### Directions for this task
Once the line containing "filename src/translate/mod.rs" is found in the entries below, reproduce it and every line after it, stopping at and including the line containing "an error status."; reproduce nothing else, and keep each line exact.

(Stored data entries)
━━━
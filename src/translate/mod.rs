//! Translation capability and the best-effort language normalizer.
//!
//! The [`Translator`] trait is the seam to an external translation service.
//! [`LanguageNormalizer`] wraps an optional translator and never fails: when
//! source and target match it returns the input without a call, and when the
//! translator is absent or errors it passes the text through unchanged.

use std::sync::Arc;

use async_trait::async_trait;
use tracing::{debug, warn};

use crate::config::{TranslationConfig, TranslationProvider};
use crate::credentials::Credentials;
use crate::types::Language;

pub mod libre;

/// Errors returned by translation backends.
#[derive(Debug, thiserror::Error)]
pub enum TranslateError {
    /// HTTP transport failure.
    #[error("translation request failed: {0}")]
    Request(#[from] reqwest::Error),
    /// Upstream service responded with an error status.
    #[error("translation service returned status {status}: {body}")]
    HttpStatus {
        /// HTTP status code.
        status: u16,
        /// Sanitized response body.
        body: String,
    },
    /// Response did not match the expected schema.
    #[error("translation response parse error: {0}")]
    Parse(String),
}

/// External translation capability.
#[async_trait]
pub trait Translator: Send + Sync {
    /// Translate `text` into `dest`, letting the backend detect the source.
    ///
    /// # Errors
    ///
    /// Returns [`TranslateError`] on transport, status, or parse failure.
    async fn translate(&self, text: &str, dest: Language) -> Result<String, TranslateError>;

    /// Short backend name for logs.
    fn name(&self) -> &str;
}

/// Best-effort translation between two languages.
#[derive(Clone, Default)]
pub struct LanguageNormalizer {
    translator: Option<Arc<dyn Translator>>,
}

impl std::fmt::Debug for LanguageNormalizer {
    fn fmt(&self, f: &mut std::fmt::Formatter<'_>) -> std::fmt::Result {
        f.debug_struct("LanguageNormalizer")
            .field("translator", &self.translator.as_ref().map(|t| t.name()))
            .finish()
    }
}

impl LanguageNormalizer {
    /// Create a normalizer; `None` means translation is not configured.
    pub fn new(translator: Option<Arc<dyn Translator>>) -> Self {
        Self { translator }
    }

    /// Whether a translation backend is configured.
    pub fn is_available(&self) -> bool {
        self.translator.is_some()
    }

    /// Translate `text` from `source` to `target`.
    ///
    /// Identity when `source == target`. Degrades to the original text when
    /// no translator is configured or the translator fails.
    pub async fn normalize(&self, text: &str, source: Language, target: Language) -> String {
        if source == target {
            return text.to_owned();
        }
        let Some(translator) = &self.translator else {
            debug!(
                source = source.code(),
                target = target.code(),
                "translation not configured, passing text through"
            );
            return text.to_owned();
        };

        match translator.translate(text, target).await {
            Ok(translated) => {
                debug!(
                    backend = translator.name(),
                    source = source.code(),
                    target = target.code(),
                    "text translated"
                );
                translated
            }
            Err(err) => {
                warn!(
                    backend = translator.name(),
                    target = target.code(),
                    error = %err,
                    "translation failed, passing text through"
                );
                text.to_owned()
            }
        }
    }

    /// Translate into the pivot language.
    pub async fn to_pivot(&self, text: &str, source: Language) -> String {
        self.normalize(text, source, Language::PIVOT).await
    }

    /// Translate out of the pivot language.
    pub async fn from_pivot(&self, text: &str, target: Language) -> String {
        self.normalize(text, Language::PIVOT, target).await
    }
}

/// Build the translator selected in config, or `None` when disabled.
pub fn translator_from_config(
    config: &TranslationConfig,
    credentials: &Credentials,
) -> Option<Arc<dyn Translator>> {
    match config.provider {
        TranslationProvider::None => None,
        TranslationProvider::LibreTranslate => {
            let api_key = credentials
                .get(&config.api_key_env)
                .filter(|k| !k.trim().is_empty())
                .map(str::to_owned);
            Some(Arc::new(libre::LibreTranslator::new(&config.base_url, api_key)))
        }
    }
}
━━━
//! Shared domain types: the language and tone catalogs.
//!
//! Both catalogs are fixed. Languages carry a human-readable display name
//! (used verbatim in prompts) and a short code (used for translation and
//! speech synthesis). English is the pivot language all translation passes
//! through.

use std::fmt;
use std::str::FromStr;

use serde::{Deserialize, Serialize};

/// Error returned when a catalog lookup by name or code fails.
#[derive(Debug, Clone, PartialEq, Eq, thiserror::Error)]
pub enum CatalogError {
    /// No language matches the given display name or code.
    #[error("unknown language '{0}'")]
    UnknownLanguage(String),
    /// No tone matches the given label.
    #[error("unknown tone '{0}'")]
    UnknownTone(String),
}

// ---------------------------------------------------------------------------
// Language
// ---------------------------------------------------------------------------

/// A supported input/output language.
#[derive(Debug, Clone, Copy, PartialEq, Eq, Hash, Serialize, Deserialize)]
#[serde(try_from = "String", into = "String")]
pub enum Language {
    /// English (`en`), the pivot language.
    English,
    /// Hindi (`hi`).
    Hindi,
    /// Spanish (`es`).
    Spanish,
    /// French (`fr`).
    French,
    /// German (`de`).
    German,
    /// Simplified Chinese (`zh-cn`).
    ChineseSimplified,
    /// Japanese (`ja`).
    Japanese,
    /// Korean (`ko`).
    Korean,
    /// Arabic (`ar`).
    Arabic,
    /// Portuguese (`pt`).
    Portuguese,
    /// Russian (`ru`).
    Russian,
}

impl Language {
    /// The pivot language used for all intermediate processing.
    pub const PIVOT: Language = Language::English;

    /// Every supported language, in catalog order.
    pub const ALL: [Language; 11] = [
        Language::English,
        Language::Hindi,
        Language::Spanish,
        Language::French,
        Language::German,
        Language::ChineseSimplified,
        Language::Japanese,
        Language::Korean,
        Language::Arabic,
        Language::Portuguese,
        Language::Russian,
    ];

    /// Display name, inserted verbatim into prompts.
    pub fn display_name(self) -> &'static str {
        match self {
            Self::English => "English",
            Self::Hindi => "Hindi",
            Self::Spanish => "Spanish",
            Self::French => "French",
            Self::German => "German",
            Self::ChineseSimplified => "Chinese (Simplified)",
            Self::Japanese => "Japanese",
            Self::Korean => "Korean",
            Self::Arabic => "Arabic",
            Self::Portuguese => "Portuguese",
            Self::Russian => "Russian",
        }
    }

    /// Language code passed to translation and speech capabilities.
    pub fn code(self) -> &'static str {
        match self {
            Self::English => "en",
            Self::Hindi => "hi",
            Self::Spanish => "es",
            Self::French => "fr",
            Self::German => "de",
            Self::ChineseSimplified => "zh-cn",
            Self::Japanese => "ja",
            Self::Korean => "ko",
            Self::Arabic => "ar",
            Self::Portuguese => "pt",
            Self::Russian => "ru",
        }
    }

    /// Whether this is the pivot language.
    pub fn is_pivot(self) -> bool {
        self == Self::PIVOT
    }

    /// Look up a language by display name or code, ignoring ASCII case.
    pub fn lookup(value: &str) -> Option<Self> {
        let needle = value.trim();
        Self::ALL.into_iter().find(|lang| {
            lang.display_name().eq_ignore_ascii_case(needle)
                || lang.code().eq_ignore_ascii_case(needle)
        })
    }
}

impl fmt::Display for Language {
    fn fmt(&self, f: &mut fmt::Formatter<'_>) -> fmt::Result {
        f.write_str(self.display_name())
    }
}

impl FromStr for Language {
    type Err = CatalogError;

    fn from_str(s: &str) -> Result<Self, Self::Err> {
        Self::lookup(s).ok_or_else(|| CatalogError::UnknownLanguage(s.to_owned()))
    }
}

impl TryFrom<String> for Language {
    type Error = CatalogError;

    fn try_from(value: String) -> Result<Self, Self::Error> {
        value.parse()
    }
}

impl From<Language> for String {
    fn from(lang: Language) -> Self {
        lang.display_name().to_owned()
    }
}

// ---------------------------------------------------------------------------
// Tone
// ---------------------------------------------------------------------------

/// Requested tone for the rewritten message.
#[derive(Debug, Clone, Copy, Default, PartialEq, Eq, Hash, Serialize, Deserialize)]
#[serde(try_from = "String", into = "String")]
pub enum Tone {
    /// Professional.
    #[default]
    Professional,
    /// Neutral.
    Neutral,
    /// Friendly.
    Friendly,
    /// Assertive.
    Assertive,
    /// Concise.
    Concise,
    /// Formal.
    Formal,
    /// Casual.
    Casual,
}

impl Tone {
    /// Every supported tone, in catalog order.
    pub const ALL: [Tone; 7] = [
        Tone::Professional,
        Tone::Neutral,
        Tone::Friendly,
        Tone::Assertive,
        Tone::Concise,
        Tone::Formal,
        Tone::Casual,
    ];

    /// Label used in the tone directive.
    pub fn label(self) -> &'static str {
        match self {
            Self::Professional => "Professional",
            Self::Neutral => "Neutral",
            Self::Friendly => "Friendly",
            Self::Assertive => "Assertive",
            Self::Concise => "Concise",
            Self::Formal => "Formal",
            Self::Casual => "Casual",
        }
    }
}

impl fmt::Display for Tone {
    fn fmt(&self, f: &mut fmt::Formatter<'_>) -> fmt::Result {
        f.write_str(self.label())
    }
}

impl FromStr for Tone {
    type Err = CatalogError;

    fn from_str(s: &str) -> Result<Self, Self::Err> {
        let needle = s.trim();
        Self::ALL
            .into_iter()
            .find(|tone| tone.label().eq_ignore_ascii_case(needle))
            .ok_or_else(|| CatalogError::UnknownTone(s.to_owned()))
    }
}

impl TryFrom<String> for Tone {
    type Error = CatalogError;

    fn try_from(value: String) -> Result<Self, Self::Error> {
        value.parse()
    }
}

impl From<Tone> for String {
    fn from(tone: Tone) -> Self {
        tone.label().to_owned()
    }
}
━━━
### Response to the task
filename src/translate/mod.rs
//! Translation capability and the best-effort language normalizer.
//!
//! The [`Translator`] trait is the seam to an external translation service.
//! [`LanguageNormalizer`] wraps an optional translator and never fails: when
//! source and target match it returns the input without a call, and when the
//! translator is absent or errors it passes the text through unchanged.

use std::sync::Arc;

use async_trait::async_trait;
use tracing::{debug, warn};

use crate::config::{TranslationConfig, TranslationProvider};
use crate::credentials::Credentials;
use crate::types::Language;

pub mod libre;

/// Errors returned by translation backends.
#[derive(Debug, thiserror::Error)]
pub enum TranslateError {
    /// HTTP transport failure.
    #[error("translation request failed: {0}")]
    Request(#[from] reqwest::Error),
    /// Upstream service responded with an error status.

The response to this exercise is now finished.